Denial. It’s usually bandied about in such a negative context, but I happen to think that denial is unfairly maligned. As part of my work I’ve attended many courses on Organizational Change and Elisabeth Kübler-Ross’s 5 Stages of Grief is often one of the classic models to be discussed. After studying the effects of death and dying on her psychiatric patients, Kübler-Ross posited that most humans faced with a significant life change will go through at least 2 of the 5 Stages of Grief, namely: denial, anger, bargaining, depression, and acceptance.
Now, some of you will probably try to remind me that this week’s French Fridays with Dorie recipe, Chicken in a Pot, is our LAST ONE. In which case, I would refer you to the above, no, it’s not, I’m in denial, we still have 4 more weeks to go. Plenty of time to work through the remaining stages!

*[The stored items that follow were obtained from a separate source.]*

// ==========================================
// Expo Lead Fusion - Lead Table
// ==========================================
// Responsibility: tabular materialization of merged records
// (one row per record, one column per distinct field name)
// Red line: immutable shape - post-processing builds new tables
// instead of mutating columns in place
// ==========================================

use crate::domain::record::LeadRecord;
use serde::{Deserialize, Serialize};
use std::collections::BTreeMap;

/// One row: column name -> cell value. Blank cells are absent.
pub type Row = BTreeMap<String, String>;

#[derive(Debug, Clone, Default, PartialEq, Eq, Serialize, Deserialize)]
pub struct LeadTable {
    columns: Vec<String>,
    rows: Vec<Row>,
}

impl LeadTable {
    /// Build a table from explicit parts. Duplicate column names keep
    /// their first occurrence; cells under dropped duplicates are
    /// discarded with the column.
    pub fn new(columns: Vec<String>, rows: Vec<Row>) -> Self {
        let mut seen = std::collections::HashSet::new();
        let columns: Vec<String> = columns
            .into_iter()
            .filter(|c| seen.insert(c.clone()))
            .collect();
        let rows = rows
            .into_iter()
            .map(|mut row| {
                row.retain(|k, v| seen.contains(k) && !v.trim().is_empty());
                row
            })
            .collect();
        Self { columns, rows }
    }

    /// Materialize merged records: columns are the union of field names
    /// in first-appearance order, rows keep each record's fields.
    pub fn from_records(records: Vec<LeadRecord>) -> Self {
        let mut columns: Vec<String> = Vec::new();
        let mut seen = std::collections::HashSet::new();
        let mut rows = Vec::with_capacity(records.len());

        for record in records {
            let fields = record.into_fields();
            for name in fields.keys() {
                if seen.insert(name.clone()) {
                    columns.push(name.clone());
                }
            }
            rows.push(fields);
        }

        Self { columns, rows }
    }

    pub fn columns(&self) -> &[String] {
        &self.columns
    }

    pub fn rows(&self) -> &[Row] {
        &self.rows
    }

    pub fn n_rows(&self) -> usize {
        self.rows.len()
    }

    pub fn n_columns(&self) -> usize {
        self.columns.len()
    }

    pub fn is_empty(&self) -> bool {
        self.rows.is_empty()
    }

    pub fn has_column(&self, name: &str) -> bool {
        self.columns.iter().any(|c| c == name)
    }

    pub fn cell(&self, row: usize, column: &str) -> Option<&str> {
        self.rows.get(row).and_then(|r| r.get(column)).map(String::as_str)
    }

    /// Count of rows with a non-blank cell in `column`.
    pub fn non_empty_count(&self, column: &str) -> usize {
        self.rows.iter().filter(|r| r.contains_key(column)).count()
    }

    /// Render a row as cells aligned to a header (blank for absent),
    /// used by the sinks.
    pub fn row_cells(&self, row: &Row, header: &[String]) -> Vec<String> {
        header
            .iter()
            .map(|col| row.get(col).cloned().unwrap_or_default())
            .collect()
    }
}
// ==========================================
// Expo Lead Fusion - Sink Error Types
// ==========================================
// Tool: thiserror derive macros
// ==========================================

use thiserror::Error;

#[derive(Error, Debug)]
pub enum SinkError {
    #[error("nothing to export: table has no rows")]
    EmptyTable,

    #[error("write failed: {0}")]
    WriteError(String),

    #[error("existing sheet unreadable: {0}")]
    SheetReadError(String),

    #[error(transparent)]
    Other(#[from] anyhow::Error),
}

impl From<std::io::Error> for SinkError {
    fn from(err: std::io::Error) -> Self {
        SinkError::WriteError(err.to_string())
    }
}

impl From<csv::Error> for SinkError {
    fn from(err: csv::Error) -> Self {
        SinkError::WriteError(err.to_string())
    }
}

pub type SinkResult<T> = Result<T, SinkError>;
// ==========================================
// Expo Lead Fusion - Value Normalizer
// ==========================================
// Responsibility: pure canonical forms for comparing raw field values
// Red line: every function is total - never panics, never errors,
// blank/absent input maps to the empty string
// ==========================================

/// Corporate/legal stop-words removed from company names before
/// comparison, Persian and English. Substring removal: over-matching
/// on words like "coordination" is accepted behavior, keep the list
/// and the mechanism in sync with what the identity tests pin down.
const COMPANY_STOPWORDS: &[&str] = &[
    "شرکت",
    "company",
    "co.",
    "co",
    "ltd",
    "inc",
    "corp",
    "سهامی",
    "خاص",
    "عام",
    "private",
    "public",
    "holding",
    "international",
    "بین المللی",
    "گروه",
    "group",
];

/// Sentinels that upstream tabular tooling leaks for missing cells.
const NULL_SENTINELS: &[&str] = &["nan", "none", "null", "nat"];

/// Trim + lowercase; null-ish sentinels become empty.
///
/// This is the loose equality basis used during fusion - the
/// specialized normalizers below are deliberately NOT applied there.
pub fn normalize_generic(value: &str) -> String {
    let lowered = value.trim().to_lowercase();
    if NULL_SENTINELS.contains(&lowered.as_str()) {
        return String::new();
    }
    lowered
}

/// Canonical website host: lowercase, scheme and leading `www.`
/// stripped, cut at the first `/` or `?`, trailing dots removed.
pub fn normalize_website(value: &str) -> String {
    let mut url = normalize_generic(value);
    if url.is_empty() {
        return url;
    }
    for scheme in ["https://", "http://"] {
        if let Some(rest) = url.strip_prefix(scheme) {
            url = rest.to_string();
            break;
        }
    }
    if let Some(rest) = url.strip_prefix("www.") {
        url = rest.to_string();
    }
    let cut = url.find(|c| c == '/' || c == '?').unwrap_or(url.len());
    url.truncate(cut);
    url.trim_end_matches('.').to_string()
}

/// Keep digits and one leading `+` only.
pub fn normalize_phone(value: &str) -> String {
    let trimmed = value.trim();
    let mut out = String::with_capacity(trimmed.len());
    for (i, ch) in trimmed.chars().enumerate() {
        if ch.is_ascii_digit() || (ch == '+' && i == 0) {
            out.push(ch);
        }
    }
    if out == "+" {
        return String::new();
    }
    out
}

/// Canonical company name: lowercase, stop-words removed, punctuation
/// flattened to spaces, whitespace collapsed.
pub fn normalize_company_name(value: &str) -> String {
    let mut name = normalize_generic(value);
    if name.is_empty() {
        return name;
    }
    for word in COMPANY_STOPWORDS {
        name = name.replace(word, " ");
    }
    let flattened: String = name
        .chars()
        .map(|c| if c.is_alphanumeric() { c } else { ' ' })
        .collect();
    flattened.split_whitespace().collect::<Vec<_>>().join(" ")
}

/// Loose equality used as the conflict test during fusion.
pub fn values_equal(a: &str, b: &str) -> bool {
    normalize_generic(a) == normalize_generic(b)
}

/// Whether the value carries any Persian/Arabic-script character
/// (U+0600..=U+06FF). Drives the post-processor's script splitting.
pub fn is_native_script(value: &str) -> bool {
    value.chars().any(|c| ('\u{0600}'..='\u{06FF}').contains(&c))
}
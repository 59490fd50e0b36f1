// ==========================================
// Expo Lead Fusion - Session Paths
// ==========================================
// Responsibility: resolve the working directory one run reads from
// and writes into
// Resolution: EXPO_SESSION_DIR env override > per-user data dir >
// current directory fallback
// ==========================================

use std::io;
use std::path::{Path, PathBuf};
use tracing::info;

/// Env var overriding the session base directory (hosted runs set it).
pub const SESSION_DIR_ENV: &str = "EXPO_SESSION_DIR";

// Well-known file names inside a session
const EXTRACTION_JSON: &str = "mix_ocr_qr.json";
const SHEET_FILE: &str = "web_analysis.xlsx";
const SCRAPED_CHECKPOINT: &str = "scraped_data.json";
const CENTRAL_SHEET: &str = "central_sheet.csv";

#[derive(Debug, Clone)]
pub struct SessionPaths {
    base: PathBuf,
}

impl SessionPaths {
    /// Resolve and create the session layout.
    pub fn resolve() -> io::Result<Self> {
        let base = match std::env::var_os(SESSION_DIR_ENV) {
            Some(dir) => PathBuf::from(dir),
            None => dirs::data_local_dir()
                .map(|d| d.join("expo-lead-fusion").join("session_current"))
                .unwrap_or_else(|| PathBuf::from("session_current")),
        };
        Self::at(base)
    }

    /// Use an explicit base directory (tests, embedding callers).
    pub fn at(base: impl Into<PathBuf>) -> io::Result<Self> {
        let base = base.into();
        std::fs::create_dir_all(&base)?;
        std::fs::create_dir_all(base.join("uploads"))?;
        std::fs::create_dir_all(base.join("logs"))?;
        info!(base = %base.display(), "session directory ready");
        Ok(Self { base })
    }

    pub fn base(&self) -> &Path {
        &self.base
    }

    pub fn uploads_dir(&self) -> PathBuf {
        self.base.join("uploads")
    }

    pub fn logs_dir(&self) -> PathBuf {
        self.base.join("logs")
    }

    /// Output directory for exported tables (the session base itself).
    pub fn output_dir(&self) -> &Path {
        &self.base
    }

    /// Input A: OCR+QR merged extraction JSON.
    pub fn extraction_json(&self) -> PathBuf {
        self.base.join(EXTRACTION_JSON)
    }

    /// Input B: enriched spreadsheet.
    pub fn sheet_file(&self) -> PathBuf {
        self.base.join(SHEET_FILE)
    }

    /// Enrichment worker checkpoint file.
    pub fn scraped_checkpoint(&self) -> PathBuf {
        self.base.join(SCRAPED_CHECKPOINT)
    }

    /// Cumulative central sheet all runs append into.
    pub fn central_sheet(&self) -> PathBuf {
        self.base.join(CENTRAL_SHEET)
    }
}

#[cfg(test)]
mod tests {
    use super::*;
    use tempfile::tempdir;

    #[test]
    fn test_at_creates_layout() {
        let dir = tempdir().unwrap();
        let base = dir.path().join("session");

        let session = SessionPaths::at(&base).unwrap();

        assert!(session.uploads_dir().is_dir());
        assert!(session.logs_dir().is_dir());
        assert_eq!(session.extraction_json(), base.join("mix_ocr_qr.json"));
        assert_eq!(session.sheet_file(), base.join("web_analysis.xlsx"));
    }
}
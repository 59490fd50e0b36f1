// ==========================================
// Expo Lead Fusion - Record Fuser
// ==========================================
// Responsibility: fuse exactly two records field-by-field, keeping
// conflicting values as numbered variants
// Invariant: lossless - every non-blank source value survives under
// the field name or a `field[N]` variant
// ==========================================

use crate::domain::record::{root_base, LeadRecord};
use crate::normalize::{normalize_website, values_equal};
use std::collections::BTreeSet;

/// Fields holding website URLs, where `http://x.com` and `www.x.com/`
/// are the same value for conflict purposes.
const WEBSITE_FIELDS: &[&str] = &["Website", "urls", "url"];

/// Conflict test for one field. Generic loose equality everywhere;
/// website fields additionally collapse when their canonical hosts
/// match, so scheme/`www.` spelling differences never spawn variants.
fn same_value(field: &str, v1: &str, v2: &str) -> bool {
    if values_equal(v1, v2) {
        return true;
    }
    if WEBSITE_FIELDS.contains(&root_base(field)) {
        let w1 = normalize_website(v1);
        if !w1.is_empty() && w1 == normalize_website(v2) {
            return true;
        }
    }
    false
}

/// Merge two records into one.
///
/// Per field (union of both records, sorted order):
/// - both blank: omitted;
/// - one side non-blank: that value;
/// - equal under the generic comparison: `r1`'s value;
/// - genuine conflict: `r1`'s value keeps the field name, `r2`'s value
///   lands on the first free `field[N]` slot (N >= 2).
///
/// Which side keeps the bare name depends on argument order; the value
/// multiset does not. Variant numbering across a left-to-right fold of
/// three or more records is order-dependent - consumers treat
/// `field[2]` and `field[3]` as interchangeable carriers, and tests
/// assert on value sets only.
///
/// Every insert probes for a free slot, so a conflict-allocated
/// variant can never overwrite a real `field[N]` arriving later in the
/// key iteration.
pub fn merge_two(r1: &LeadRecord, r2: &LeadRecord) -> LeadRecord {
    let mut merged = LeadRecord::new();

    let keys: BTreeSet<&str> = r1.field_names().chain(r2.field_names()).collect();

    for key in keys {
        match (r1.get(key), r2.get(key)) {
            (None, None) => {}
            (Some(v), None) | (None, Some(v)) => {
                merged.insert_preserving(key, v);
            }
            (Some(v1), Some(v2)) => {
                if same_value(key, v1, v2) {
                    merged.insert_preserving(key, v1);
                } else {
                    merged.insert_preserving(key, v1);
                    merged.insert_preserving(key, v2);
                }
            }
        }
    }

    merged
}
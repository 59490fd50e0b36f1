// ==========================================
// Expo Lead Fusion - Column Post-Processor
// ==========================================
// Responsibility: drop internal/empty columns, collapse synonyms,
// prune noise variants, split script-ambiguous fields, order columns
// Guarantee: never drops a row; never drops a non-empty column other
// than synonym sources, ambiguous sources and sparse variants
// ==========================================

use crate::domain::record::split_variant;
use crate::domain::table::{LeadTable, Row};
use crate::normalize::is_native_script;
use tracing::{debug, info};

/// Provenance/debug columns produced upstream, removed before export.
const INTERNAL_COLUMNS: &[&str] = &[
    "ocr_text",
    "AddressFA_translated",
    "CompanyNameFA_translated",
    "file_id",
    "file_name",
    "page",
    "DataSource",
];

/// Synonym collapse rules, processed in this order (later rules may
/// reference columns earlier ones created or emptied).
const SYNONYM_RULES: &[(&str, &str)] = &[
    ("urls", "Website"),
    ("phones", "Phone1"),
    ("phones[2]", "Phone2"),
    ("emails", "Email"),
    ("notes", "Description"),
];

/// Script-ambiguous source columns and their typed targets.
const SCRIPT_SPLITS: &[(&str, &str, &str)] = &[
    // (ambiguous source, Latin target, native-script target)
    ("company_names", "CompanyNameEN", "CompanyNameFA"),
    ("addresses", "AddressEN", "AddressFA"),
];

/// Canonical business columns, placed first in exactly this order.
const PRIORITY_COLUMNS: &[&str] = &[
    "CompanyNameEN",
    "CompanyNameFA",
    "Website",
    "Email",
    "Phone1",
    "Phone2",
    "Phone3",
    "Phone4",
    "ContactName",
    "PositionEN",
    "PositionFA",
    "AddressEN",
    "AddressFA",
    "City",
    "Country",
    "Industry",
    "ProductName",
    "ProductCategory",
    "Description",
    "Applications",
    "Brands",
    "Certifications",
    "ClientsPartners",
    "History",
    "Employees",
    "Markets",
];

// ==========================================
// ColumnProcessor
// ==========================================
pub struct ColumnProcessor {
    /// A `field[N]` column empty in more than this fraction of rows is
    /// treated as noise and dropped.
    sparse_variant_threshold: f64,
}

impl Default for ColumnProcessor {
    fn default() -> Self {
        Self {
            sparse_variant_threshold: 0.9,
        }
    }
}

impl ColumnProcessor {
    pub fn new(sparse_variant_threshold: f64) -> Self {
        Self {
            sparse_variant_threshold,
        }
    }

    /// Run the full cleanup chain. Each step consumes and returns a
    /// table; the row count is invariant across the whole chain.
    pub fn process(&self, table: LeadTable) -> LeadTable {
        let rows_in = table.n_rows();
        let cols_in = table.n_columns();

        let table = drop_internal_columns(table);
        let table = drop_empty_columns(table);
        let table = collapse_synonyms(table);
        let table = prune_sparse_variants(table, self.sparse_variant_threshold);
        let table = split_ambiguous_scripts(table);
        let table = order_columns(table);

        debug_assert_eq!(table.n_rows(), rows_in);
        info!(
            rows = table.n_rows(),
            columns_in = cols_in,
            columns_out = table.n_columns(),
            "column post-processing complete"
        );
        table
    }
}

/// Step 0: remove upstream provenance/debug columns.
fn drop_internal_columns(table: LeadTable) -> LeadTable {
    retain_columns(table, |name| !INTERNAL_COLUMNS.contains(&name))
}

/// Step 1: drop columns blank in every row.
fn drop_empty_columns(table: LeadTable) -> LeadTable {
    let empty: Vec<String> = table
        .columns()
        .iter()
        .filter(|c| table.non_empty_count(c) == 0)
        .cloned()
        .collect();
    if !empty.is_empty() {
        debug!(count = empty.len(), "dropping empty columns");
    }
    retain_columns(table, |name| !empty.iter().any(|c| c == name))
}

/// Step 2: sequential synonym collapse. The target column is created
/// if absent, filled from the source wherever it is empty, and the
/// source column is dropped.
fn collapse_synonyms(table: LeadTable) -> LeadTable {
    let mut columns = table.columns().to_vec();
    let mut rows = table.rows().to_vec();

    for (old, new) in SYNONYM_RULES {
        if !columns.iter().any(|c| c == old) {
            continue;
        }
        debug!(from = old, to = new, "collapsing synonym column");

        if !columns.iter().any(|c| c == new) {
            columns.push((*new).to_string());
        }
        for row in &mut rows {
            if !row.contains_key(*new) {
                if let Some(value) = row.remove(*old) {
                    row.insert((*new).to_string(), value);
                }
            }
            row.remove(*old);
        }
        columns.retain(|c| c != old);
    }

    LeadTable::new(columns, rows)
}

/// Step 3: drop `field[N]` variant columns empty in more than
/// `threshold` of rows.
fn prune_sparse_variants(table: LeadTable, threshold: f64) -> LeadTable {
    if table.n_rows() == 0 {
        return table;
    }
    let n_rows = table.n_rows() as f64;
    let sparse: Vec<String> = table
        .columns()
        .iter()
        .filter(|c| split_variant(c).1.is_some())
        .filter(|c| {
            let empty = n_rows - table.non_empty_count(c) as f64;
            empty / n_rows > threshold
        })
        .cloned()
        .collect();
    if !sparse.is_empty() {
        debug!(count = sparse.len(), "pruning sparse variant columns");
    }
    retain_columns(table, |name| !sparse.iter().any(|c| c == name))
}

/// Step 4: route script-ambiguous cells into their typed columns.
/// Native-script content goes to the FA column, Latin to the EN
/// column, filling only empty targets; the source column is dropped.
/// Both targets join the header even when no cell routes to them.
fn split_ambiguous_scripts(table: LeadTable) -> LeadTable {
    let mut columns = table.columns().to_vec();
    let mut rows = table.rows().to_vec();

    for (source, latin, native) in SCRIPT_SPLITS {
        if !columns.iter().any(|c| c == source) {
            continue;
        }
        debug!(column = source, "splitting script-ambiguous column");

        for target in [latin, native] {
            if !columns.iter().any(|c| c == target) {
                columns.push((*target).to_string());
            }
        }
        for row in &mut rows {
            if let Some(value) = row.remove(*source) {
                let target = if is_native_script(&value) { *native } else { *latin };
                row.entry(target.to_string()).or_insert(value);
            }
        }
        columns.retain(|c| c != source);
    }

    LeadTable::new(columns, rows)
}

/// Step 5: priority columns first, everything else alphabetically.
fn order_columns(table: LeadTable) -> LeadTable {
    let mut ordered: Vec<String> = PRIORITY_COLUMNS
        .iter()
        .filter(|p| table.has_column(p))
        .map(|p| (*p).to_string())
        .collect();
    let mut remaining: Vec<String> = table
        .columns()
        .iter()
        .filter(|c| !PRIORITY_COLUMNS.contains(&c.as_str()))
        .cloned()
        .collect();
    remaining.sort();
    ordered.extend(remaining);

    LeadTable::new(ordered, table.rows().to_vec())
}

fn retain_columns(table: LeadTable, keep: impl Fn(&str) -> bool) -> LeadTable {
    let columns: Vec<String> = table
        .columns()
        .iter()
        .filter(|c| keep(c))
        .cloned()
        .collect();
    let rows: Vec<Row> = table
        .rows()
        .iter()
        .map(|row| {
            row.iter()
                .filter(|(k, _)| keep(k))
                .map(|(k, v)| (k.clone(), v.clone()))
                .collect()
        })
        .collect();
    LeadTable::new(columns, rows)
}

#[cfg(test)]
mod tests {
    use super::*;

    fn row(pairs: &[(&str, &str)]) -> Row {
        pairs
            .iter()
            .map(|(k, v)| (k.to_string(), v.to_string()))
            .collect()
    }

    fn table(columns: &[&str], rows: Vec<Row>) -> LeadTable {
        LeadTable::new(columns.iter().map(|c| c.to_string()).collect(), rows)
    }

    #[test]
    fn test_internal_columns_removed() {
        let t = table(
            &["file_id", "page", "Website", "ocr_text"],
            vec![row(&[
                ("file_id", "f1"),
                ("page", "1"),
                ("Website", "acme.com"),
                ("ocr_text", "noise"),
            ])],
        );
        let out = ColumnProcessor::default().process(t);
        assert_eq!(out.columns(), &["Website".to_string()]);
    }

    #[test]
    fn test_empty_columns_absent_from_output() {
        let t = table(
            &["Website", "Fax"],
            vec![
                row(&[("Website", "acme.com")]),
                row(&[("Website", "beta.ir")]),
            ],
        );
        let out = ColumnProcessor::default().process(t);
        assert!(!out.has_column("Fax"));
        assert_eq!(out.n_rows(), 2);
    }

    #[test]
    fn test_synonym_collapse_fills_only_empty_targets() {
        let t = table(
            &["urls", "Website"],
            vec![
                row(&[("urls", "beta.ir"), ("Website", "acme.com")]),
                row(&[("urls", "gamma.com")]),
            ],
        );
        let out = ColumnProcessor::default().process(t);

        assert!(!out.has_column("urls"));
        assert_eq!(out.cell(0, "Website"), Some("acme.com"));
        assert_eq!(out.cell(1, "Website"), Some("gamma.com"));
    }

    #[test]
    fn test_synonym_collapse_creates_missing_target() {
        let t = table(
            &["phones"],
            vec![row(&[("phones", "0911")]), row(&[("phones", "0912")])],
        );
        let out = ColumnProcessor::default().process(t);

        assert!(!out.has_column("phones"));
        assert_eq!(out.cell(0, "Phone1"), Some("0911"));
        assert_eq!(out.cell(1, "Phone1"), Some("0912"));
    }

    #[test]
    fn test_sparse_variants_pruned() {
        // Phone1[2] filled in 1 of 20 rows (95% empty) -> dropped;
        // Phone1 itself always kept
        let mut rows = vec![row(&[("Phone1", "0911"), ("Phone1[2]", "0912")])];
        for _ in 0..19 {
            rows.push(row(&[("Phone1", "0911")]));
        }
        let t = table(&["Phone1", "Phone1[2]"], rows);
        let out = ColumnProcessor::default().process(t);

        assert!(out.has_column("Phone1"));
        assert!(!out.has_column("Phone1[2]"));
        assert_eq!(out.n_rows(), 20);
    }

    #[test]
    fn test_dense_variants_survive() {
        let rows = vec![
            row(&[("Phone1", "0911"), ("Phone1[2]", "0912")]),
            row(&[("Phone1", "0921"), ("Phone1[2]", "0922")]),
        ];
        let t = table(&["Phone1", "Phone1[2]"], rows);
        let out = ColumnProcessor::default().process(t);
        assert!(out.has_column("Phone1[2]"));
    }

    #[test]
    fn test_script_split_routes_native_and_latin() {
        let t = table(
            &["company_names"],
            vec![
                row(&[("company_names", "شرکت الف")]),
                row(&[("company_names", "Acme Trading")]),
            ],
        );
        let out = ColumnProcessor::default().process(t);

        assert!(!out.has_column("company_names"));
        assert_eq!(out.cell(0, "CompanyNameFA"), Some("شرکت الف"));
        assert_eq!(out.cell(0, "CompanyNameEN"), None);
        assert_eq!(out.cell(1, "CompanyNameEN"), Some("Acme Trading"));
        assert_eq!(out.cell(1, "CompanyNameFA"), None);
    }

    #[test]
    fn test_script_split_never_overwrites_existing_target() {
        let t = table(
            &["company_names", "CompanyNameFA"],
            vec![row(&[
                ("company_names", "شرکت الف"),
                ("CompanyNameFA", "شرکت ب"),
            ])],
        );
        let out = ColumnProcessor::default().process(t);
        assert_eq!(out.cell(0, "CompanyNameFA"), Some("شرکت ب"));
    }

    #[test]
    fn test_column_ordering_priority_then_alphabetical() {
        let t = table(
            &["Zeta", "Website", "Alpha", "CompanyNameEN"],
            vec![row(&[
                ("Zeta", "z"),
                ("Website", "acme.com"),
                ("Alpha", "a"),
                ("CompanyNameEN", "Acme"),
            ])],
        );
        let out = ColumnProcessor::default().process(t);
        assert_eq!(
            out.columns(),
            &[
                "CompanyNameEN".to_string(),
                "Website".to_string(),
                "Alpha".to_string(),
                "Zeta".to_string(),
            ]
        );
    }

    #[test]
    fn test_row_count_invariant() {
        let rows: Vec<Row> = (0..7)
            .map(|i| row(&[("Website", &format!("s{}.com", i)), ("urls", "x.com")]))
            .collect();
        let t = table(&["Website", "urls", "empty_col"], rows);
        let out = ColumnProcessor::default().process(t);
        assert_eq!(out.n_rows(), 7);
    }
}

I will, however, ever so bravely acknowledge that this week’s recipe is the last in Dorie’s Chicken and Duck chapter (see, I’m making slow progress into acceptance) and I have to say that it has been among my favorites. Did I just say that last week when we finished the fish chapter? Entirely possible, I loved pretty much all of the recipes from both. Dorie’s Lazy Chicken is made at least once a month in my house, her Chicken Basquaise got my fussy husband to eat bell peppers, and I now not only know what the word spatchcock means, I also use the technique on a fairly regular basis with absolutely delicious results.
On the surface, Dorie’s Chicken in a Pot looks like it’s closely related to my favorite Lazy Chicken recipe, in that both are cooked in a pot with a lid instead of in a roasting pan, and both have a generous dose of root veggies thrown in to keep the chicken company. But upon closer inspection (which didn’t happen for me until I actually started cooking the thing) the two recipes are actually quite different. In her Chicken in a Pot recipe, Dorie has us browning the whole chicken, adding a generous amount of liquid, and then sealing the whole thing off with an airtight seal of dough. Oh, and holy garlic! Vampires will be giving my place a wide berth for years to come after using 4 entire bulbs in this one little recipe.
As you can see, my supposedly airtight seal sprang a leak, but otherwise this recipe came together as promised. The chicken was juicy and delicious and with the veggies thrown in, made for a wonderful one-pot meal. I did find that browning the whole chicken was a bit unwieldy, and would likely stick with chicken pieces in the future. Otherwise, this was a fun recipe and a new technique to add to my arsenal.
Still in denail here, we will have to wait until later to say our goodbyes.